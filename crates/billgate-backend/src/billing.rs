//! Billing service client

use async_trait::async_trait;
use tonic::transport::Channel;
use tonic::Status;

use crate::grpc::{self, GrpcChannelConfig};
use crate::proto::{
    EmptyResponseWithStatus, GetCountriesListRequest, GetCountriesListResponse, GetCountryRequest,
    GetCountryResponse, GetProjectRequest, GetProjectResponse, ListPayoutsRequest,
    ListPayoutsResponse, OrderCreateRequest, OrderCreateResponse, ProcessWebhookRequest,
    SetTariffRatesRequest, UploadKeysRequest, UploadKeysResponse,
};
use crate::BackendError;

/// Name used for the billing service in logs
pub const SERVICE_NAME: &str = "billing";

/// Operations of the billing backend used by the gateway
///
/// `Err` means the RPC itself failed. Business failures come back as `Ok`
/// with a non-OK embedded status.
#[async_trait]
pub trait BillingService: Send + Sync {
    async fn get_countries_list(
        &self,
        request: GetCountriesListRequest,
    ) -> Result<GetCountriesListResponse, Status>;

    async fn get_country(&self, request: GetCountryRequest) -> Result<GetCountryResponse, Status>;

    async fn get_project(&self, request: GetProjectRequest) -> Result<GetProjectResponse, Status>;

    async fn process_webhook(
        &self,
        request: ProcessWebhookRequest,
    ) -> Result<EmptyResponseWithStatus, Status>;

    async fn order_create(
        &self,
        request: OrderCreateRequest,
    ) -> Result<OrderCreateResponse, Status>;

    async fn list_payouts(
        &self,
        request: ListPayoutsRequest,
    ) -> Result<ListPayoutsResponse, Status>;

    async fn upload_keys(&self, request: UploadKeysRequest) -> Result<UploadKeysResponse, Status>;

    async fn set_tariff_rates(
        &self,
        request: SetTariffRatesRequest,
    ) -> Result<EmptyResponseWithStatus, Status>;
}

/// tonic client for the billing service
#[derive(Clone)]
pub struct GrpcBillingClient {
    channel: Channel,
    gzip: bool,
}

impl GrpcBillingClient {
    /// Wrap an existing channel
    pub fn new(channel: Channel) -> Self {
        Self {
            channel,
            gzip: false,
        }
    }

    /// Build a lazily connected client from configuration
    pub fn from_config(config: &GrpcChannelConfig) -> Result<Self, BackendError> {
        Ok(Self {
            channel: config.connect_lazy()?,
            gzip: config.gzip,
        })
    }

    async fn unary<Req, Resp>(&self, path: &'static str, request: Req) -> Result<Resp, Status>
    where
        Req: prost::Message + Send + 'static,
        Resp: prost::Message + Default + Send + 'static,
    {
        grpc::unary(self.channel.clone(), path, request, self.gzip).await
    }
}

#[async_trait]
impl BillingService for GrpcBillingClient {
    async fn get_countries_list(
        &self,
        request: GetCountriesListRequest,
    ) -> Result<GetCountriesListResponse, Status> {
        self.unary("/billing.BillingService/GetCountriesList", request)
            .await
    }

    async fn get_country(&self, request: GetCountryRequest) -> Result<GetCountryResponse, Status> {
        self.unary("/billing.BillingService/GetCountry", request)
            .await
    }

    async fn get_project(&self, request: GetProjectRequest) -> Result<GetProjectResponse, Status> {
        self.unary("/billing.BillingService/GetProject", request)
            .await
    }

    async fn process_webhook(
        &self,
        request: ProcessWebhookRequest,
    ) -> Result<EmptyResponseWithStatus, Status> {
        self.unary("/billing.BillingService/ProcessWebhook", request)
            .await
    }

    async fn order_create(
        &self,
        request: OrderCreateRequest,
    ) -> Result<OrderCreateResponse, Status> {
        self.unary("/billing.BillingService/OrderCreateProcess", request)
            .await
    }

    async fn list_payouts(
        &self,
        request: ListPayoutsRequest,
    ) -> Result<ListPayoutsResponse, Status> {
        self.unary("/billing.BillingService/GetPayoutDocuments", request)
            .await
    }

    async fn upload_keys(&self, request: UploadKeysRequest) -> Result<UploadKeysResponse, Status> {
        self.unary("/billing.BillingService/UploadKeysFile", request)
            .await
    }

    async fn set_tariff_rates(
        &self,
        request: SetTariffRatesRequest,
    ) -> Result<EmptyResponseWithStatus, Status> {
        self.unary("/billing.BillingService/SetMerchantTariffRates", request)
            .await
    }
}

**Action item**
Every line in the material above that has the word "GetCountryResponse" should be copied.

**Answer box**
    GetCountryResponse, GetProjectRequest, GetProjectResponse, ListPayoutsRequest,
    async fn get_country(&self, request: GetCountryRequest) -> Result<GetCountryResponse, Status>;
    async fn get_country(&self, request: GetCountryRequest) -> Result<GetCountryResponse, Status> {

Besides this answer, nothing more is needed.